Reported: 2008-04-21 18:00 UTC by Happy-melon
Modified: 2011-03-30 11:51 UTC (History)
9 users (show)

See Also:
Web browser: ---
Mobile Platform: ---
Assignee Huggle Beta Tester: ---


Attachments

Description Happy-melon 2008-04-21 18:00:44 UTC
There has been some interest in installing the SpamRegex extension (http://www.mediawiki.org/wiki/SpamRegex) on en.wiki, where we have been recently hit by spammers and vandals using edit summaries and log entries to post links and irritating content.  This extension, assuming it is usable, would aid us tremendously in combatting this (sometimes torrential) downpour of junk edits. Relevant discussion is at http://en.wikipedia.org/wiki/Wikipedia:An#Two_ways_to_help_prevent_Grawp-related_vandalism and http://en.wikipedia.org/wiki/Wikipedia:VPT#Extension:SpamRegex.

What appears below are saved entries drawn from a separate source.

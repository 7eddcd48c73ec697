use ratatui::{
    buffer::Buffer,
    layout::Rect,
    style::{Modifier, Style},
    text::{Line, Span},
    widgets::{Paragraph, Widget},
};

use crate::lifecycle::{LifecycleFrame, StageFrame};
use crate::player::{ColorToken, Glyph};

use super::theme::{fade, token_color, TEXT_FAINT, TEXT_MUTED, TEXT_PRIMARY, TEXT_SECONDARY};

/// Widest the activity bars and beams get
const MAX_TRACK_WIDTH: usize = 24;

const TRACK_IDLE: &str = "─";
const TRACK_LIT: &str = "━";

/// Vertical rendering of the plan-act-verify stages
pub struct LifecycleView<'a> {
    frame: &'a LifecycleFrame,
}

impl<'a> LifecycleView<'a> {
    pub fn new(frame: &'a LifecycleFrame) -> Self {
        Self { frame }
    }

    pub fn lines(&self, width: u16) -> Vec<Line<'static>> {
        let track = (width as usize).saturating_sub(4).clamp(1, MAX_TRACK_WIDTH);
        let mut lines = Vec::with_capacity(4 + self.frame.stages.len() * 4);

        lines.push(self.core_line());
        for stage in &self.frame.stages {
            lines.push(beam_line(stage, track));
            lines.extend(stage_lines(stage, track));
        }
        lines.push(Line::default());
        lines.push(Line::from(vec![
            Span::styled("SYSTEM STATUS: ", Style::default().fg(TEXT_MUTED)),
            Span::styled(
                "OPERATIONAL",
                Style::default().fg(token_color(ColorToken::Green)),
            ),
        ]));

        lines
    }

    fn core_line(&self) -> Line<'static> {
        let glow = fade(
            token_color(ColorToken::Orange),
            0.35 + 0.65 * self.frame.core_glow,
        );
        Line::from(vec![
            Span::styled(Glyph::Cpu.symbol(), Style::default().fg(glow)),
            Span::raw(" "),
            Span::styled(
                "MOHTION CORE",
                Style::default()
                    .fg(TEXT_PRIMARY)
                    .add_modifier(Modifier::BOLD),
            ),
        ])
    }

    pub fn render(&self, area: Rect, buf: &mut Buffer) {
        if area.width == 0 || area.height == 0 {
            return;
        }
        Paragraph::new(self.lines(area.width)).render(area, buf);
    }
}

fn stage_lines(frame: &StageFrame, track: usize) -> [Line<'static>; 3] {
    let stage = frame.stage;
    let color = token_color(stage.color);

    let header = Line::from(vec![
        Span::styled(stage.glyph.symbol(), Style::default().fg(color)),
        Span::raw(" "),
        Span::styled(stage.number, Style::default().fg(TEXT_MUTED)),
        Span::raw(" "),
        Span::styled(
            stage.title,
            Style::default()
                .fg(TEXT_SECONDARY)
                .add_modifier(Modifier::BOLD),
        ),
    ]);

    let status = Line::from(vec![
        Span::raw("  "),
        Span::styled(
            format!("> {}", stage.status),
            Style::default().fg(fade(TEXT_MUTED, frame.status_opacity)),
        ),
    ]);

    let shift = frame.activity_offset * track as f64;
    let bar: Vec<Span<'static>> = std::iter::once(Span::raw("  "))
        .chain((0..track).map(|i| {
            let x = i as f64;
            if x >= shift && x < shift + track as f64 {
                Span::styled(TRACK_LIT, Style::default().fg(color))
            } else {
                Span::styled(TRACK_IDLE, Style::default().fg(TEXT_FAINT))
            }
        }))
        .collect();

    [header, status, Line::from(bar)]
}

/// Connector above a stage with the travelling beam segment
fn beam_line(frame: &StageFrame, track: usize) -> Line<'static> {
    let head = (frame.beam_position * track as f64) as usize;
    let len = (track / 4).max(1);
    let lit = fade(token_color(ColorToken::Orange), frame.beam_opacity);

    let spans: Vec<Span<'static>> = std::iter::once(Span::raw("  "))
        .chain((0..track).map(|i| {
            if i >= head && i < head + len {
                Span::styled(TRACK_LIT, Style::default().fg(lit))
            } else {
                Span::styled(TRACK_IDLE, Style::default().fg(TEXT_FAINT))
            }
        }))
        .collect();

    Line::from(spans)
}
use std::fs;
use std::path::{Path, PathBuf};
use std::time::Duration;

use ratatui::style::Color;
use serde::Deserialize;
use thiserror::Error;

use crate::player::{LogEntry, LogScript, ScriptError, DEFAULT_TICK_INTERVAL};
use crate::ui::components::{parse_hex_color, CURSOR, DEFAULT_WINDOW_TITLE};
use crate::util::paths::config_path;

/// Example configuration file contents (bundled with the binary)
pub const EXAMPLE_CONFIG: &str = include_str!("config.toml.example");

const DEFAULT_FRAME_INTERVAL: Duration = Duration::from_millis(16);
const DEFAULT_CURSOR_BLINK: Duration = Duration::from_millis(800);

#[derive(Error, Debug)]
pub enum ConfigError {
    #[error("Failed to read config {path}: {source}")]
    Io {
        path: PathBuf,
        #[source]
        source: std::io::Error,
    },
    #[error("Invalid config: {0}")]
    Parse(#[from] toml::de::Error),
    #[error("Invalid script: {0}")]
    InvalidScript(#[from] ScriptError),
    #[error("{0} must be greater than zero")]
    ZeroInterval(&'static str),
    #[error("Invalid color: {0}")]
    InvalidColor(String),
}

/// Application configuration
#[derive(Debug, Clone)]
pub struct Config {
    /// Time between log line reveals
    pub tick_interval: Duration,
    /// Time between redraws
    pub frame_interval: Duration,
    /// Length of one full cursor blink (on + off)
    pub cursor_blink: Duration,
    /// Draw the lifecycle stages beside the terminal
    pub show_lifecycle: bool,
    pub window_title: String,
    pub cursor_color: Color,
    /// Log lines to replay
    pub script: LogScript,
}

impl Default for Config {
    fn default() -> Self {
        Self {
            tick_interval: DEFAULT_TICK_INTERVAL,
            frame_interval: DEFAULT_FRAME_INTERVAL,
            cursor_blink: DEFAULT_CURSOR_BLINK,
            show_lifecycle: true,
            window_title: DEFAULT_WINDOW_TITLE.to_string(),
            cursor_color: CURSOR,
            script: LogScript::worker_demo(),
        }
    }
}

#[derive(Debug, Clone, Default, Deserialize)]
#[serde(deny_unknown_fields)]
pub struct TomlPlaybackConfig {
    pub tick_ms: Option<u64>,
    pub frame_ms: Option<u64>,
    pub cursor_blink_ms: Option<u64>,
}

#[derive(Debug, Clone, Default, Deserialize)]
#[serde(deny_unknown_fields)]
pub struct TomlDisplayConfig {
    pub show_lifecycle: Option<bool>,
    pub window_title: Option<String>,
    pub cursor_color: Option<String>,
}

/// TOML representation of the config file
#[derive(Debug, Clone, Default, Deserialize)]
#[serde(deny_unknown_fields)]
pub struct TomlConfig {
    pub playback: Option<TomlPlaybackConfig>,
    pub display: Option<TomlDisplayConfig>,
    pub script: Option<Vec<LogEntry>>,
}

fn millis(name: &'static str, value: u64) -> Result<Duration, ConfigError> {
    if value == 0 {
        return Err(ConfigError::ZeroInterval(name));
    }
    Ok(Duration::from_millis(value))
}

impl Config {
    /// Load configuration from the default location, merging with defaults.
    ///
    /// Never fails: a broken file is logged and ignored.
    pub fn load() -> Self {
        let config_file = config_path();

        // Create example config on first run
        if !config_file.exists() {
            Self::create_default_config(&config_file);
        }

        match Self::load_from(&config_file) {
            Ok(config) => config,
            Err(e) => {
                tracing::warn!(
                    path = %config_file.display(),
                    error = %e,
                    "Falling back to default configuration"
                );
                Config::default()
            }
        }
    }

    /// Load a specific config file. A missing file yields the defaults.
    pub fn load_from(path: &Path) -> Result<Self, ConfigError> {
        if !path.exists() {
            return Ok(Config::default());
        }
        let contents = fs::read_to_string(path).map_err(|source| ConfigError::Io {
            path: path.to_path_buf(),
            source,
        })?;
        Self::from_toml_str(&contents)
    }

    pub fn from_toml_str(contents: &str) -> Result<Self, ConfigError> {
        let toml_config: TomlConfig = toml::from_str(contents)?;
        let mut config = Config::default();

        if let Some(playback) = toml_config.playback {
            if let Some(ms) = playback.tick_ms {
                config.tick_interval = millis("playback.tick_ms", ms)?;
            }
            if let Some(ms) = playback.frame_ms {
                config.frame_interval = millis("playback.frame_ms", ms)?;
            }
            if let Some(ms) = playback.cursor_blink_ms {
                config.cursor_blink = millis("playback.cursor_blink_ms", ms)?;
            }
        }

        if let Some(display) = toml_config.display {
            if let Some(show) = display.show_lifecycle {
                config.show_lifecycle = show;
            }
            if let Some(title) = display.window_title {
                config.window_title = title;
            }
            if let Some(hex) = display.cursor_color {
                config.cursor_color =
                    parse_hex_color(&hex).ok_or(ConfigError::InvalidColor(hex))?;
            }
        }

        if let Some(entries) = toml_config.script {
            config.script = LogScript::new(entries)?;
        }

        Ok(config)
    }

    /// Create the default config file from the bundled example
    fn create_default_config(path: &Path) {
        if let Some(parent) = path.parent() {
            if let Err(e) = fs::create_dir_all(parent) {
                tracing::warn!(error = %e, "Failed to create config directory");
                return;
            }
        }

        if let Err(e) = fs::write(path, EXAMPLE_CONFIG) {
            tracing::warn!(error = %e, "Failed to write default config");
        }
    }

    pub fn with_tick_interval(mut self, interval: Duration) -> Self {
        self.tick_interval = interval;
        self
    }

    pub fn with_script(mut self, script: LogScript) -> Self {
        self.script = script;
        self
    }
}
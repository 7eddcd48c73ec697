//! Periodic driver for a [`StagedLogPlayer`].
//!
//! The ticker is a scoped resource: it owns a spawned task that advances the
//! shared player on a fixed period, and it guarantees that no advance happens
//! once it has been stopped or dropped.

use std::sync::Arc;
use std::time::Duration;

use parking_lot::Mutex;
use tokio::sync::mpsc;
use tokio::task::JoinHandle;
use tokio::time::{self, Instant, MissedTickBehavior};
use tokio_util::sync::CancellationToken;

use super::state::{Advance, StagedLogPlayer};

/// Player shared between the ticker task and the renderer
pub type SharedPlayer = Arc<Mutex<StagedLogPlayer>>;

/// Cadence of the landing page terminal demo
pub const DEFAULT_TICK_INTERVAL: Duration = Duration::from_millis(1200);

const MIN_TICK_INTERVAL: Duration = Duration::from_millis(1);

/// Handle to the periodic advance task
pub struct PlaybackTicker {
    cancel: CancellationToken,
    task: Option<JoinHandle<()>>,
    period: Duration,
}

impl PlaybackTicker {
    /// Spawn the ticker on the current tokio runtime.
    ///
    /// The first advance fires one full `period` after spawning. Every
    /// [`Advance`] is forwarded to `notify` when a sender is supplied; the
    /// task stops on its own if that receiver is dropped.
    pub fn spawn(
        player: SharedPlayer,
        period: Duration,
        notify: Option<mpsc::UnboundedSender<Advance>>,
    ) -> Self {
        let period = period.max(MIN_TICK_INTERVAL);
        let cancel = CancellationToken::new();
        let token = cancel.clone();

        let task = tokio::spawn(async move {
            let mut interval = time::interval_at(Instant::now() + period, period);
            interval.set_missed_tick_behavior(MissedTickBehavior::Delay);
            tracing::debug!(period_ms = period.as_millis() as u64, "Playback ticker started");

            loop {
                tokio::select! {
                    biased;
                    () = token.cancelled() => break,
                    _ = interval.tick() => {
                        let step = player.lock().advance();
                        tracing::trace!(?step, "Playback advanced");
                        if let Some(tx) = &notify {
                            if tx.send(step).is_err() {
                                tracing::debug!("Playback listener gone, stopping ticker");
                                break;
                            }
                        }
                    }
                }
            }

            tracing::debug!("Playback ticker stopped");
        });

        Self {
            cancel,
            task: Some(task),
            period,
        }
    }

    pub fn period(&self) -> Duration {
        self.period
    }

    pub fn is_running(&self) -> bool {
        self.task.as_ref().is_some_and(|task| !task.is_finished())
    }

    /// Cancel the task and wait until it has exited
    pub async fn stop(mut self) {
        self.cancel.cancel();
        if let Some(task) = self.task.take() {
            if let Err(e) = task.await {
                tracing::debug!(error = %e, "Playback ticker task ended abnormally");
            }
        }
    }
}

/// Dropping cancels best-effort: the abort lands at the task's next await,
/// so on a multi-thread runtime a tick already in progress may still apply.
/// Use [`PlaybackTicker::stop`] when no further advance may follow.
impl Drop for PlaybackTicker {
    fn drop(&mut self) {
        self.cancel.cancel();
        if let Some(task) = self.task.take() {
            task.abort();
        }
    }
}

I expect that the 'spamregex' permission should be assigned to 'sysop'.
Comment 1 Andrew Garrett 2008-04-22 03:31:53 UTC
I would like to suggest that we throw together a big "RegexBlock" extension, which uses a database table (rather than an interface message), and has a bunch of checkboxes for matching URLs, edit summaries, page titles, and so on. This might be better than the endless *Regex extensions that we're installing across the projects (much as we installed a zillion Make* extensions before somebody got up and wrote a general solution).
Comment 2 Happy-melon 2008-04-22 09:33:16 UTC
I would certainly love to see such a unified solution, although I think there is a clear need for local users to be able to edit the regexes used (which is an advantage of the fairly transparent interface message method).  However, I think SpamRegex would still be an invaluable stopgap for us until such an extension is written and tested.
Comment 3 slakr 2008-04-23 19:18:55 UTC
I definitely agree.  Moreover, this extension would likely bridge the remaining "regex" gap (i.e., edit summaries and page text in cases where spam isn't hyperlinked), whereas the Make* extensions didn't have a theoretical limit.  If someone does want to come along later and make an all-encompassing extension, it'd be nice; but, since there's really not much more to worry about once this particular extension is installed, making the all-encompassing extension doesn't have to be uber-high priority.

Cheers =)
-slakr
Comment 4 Happy-melon 2008-04-28 21:28:22 UTC
After another (three) streaks of unbelievably disruptive move-vandalism (see http://en.wikipedia.org/w/index.php?title=Wikipedia:Administrators%27_noticeboard&oldid=208846386#Grawp and other "Grawp" threads on that page), I've increased the priority of this request. "Highest" is clearly overkill, but we NEED this extension.
Comment 5 Stifle 2008-05-17 13:48:35 UTC
Would very much hope that this is enacted with all due speed.
Comment 6 FT2 2008-05-17 16:52:47 UTC
Confirming both the need, the currency of the issues, and that this would actively benefit those involved in anti-vandalism work for the community.
Comment 7 Brion Vibber 2008-05-22 23:46:35 UTC
Use of $wgSharedDB needs to be cleared up...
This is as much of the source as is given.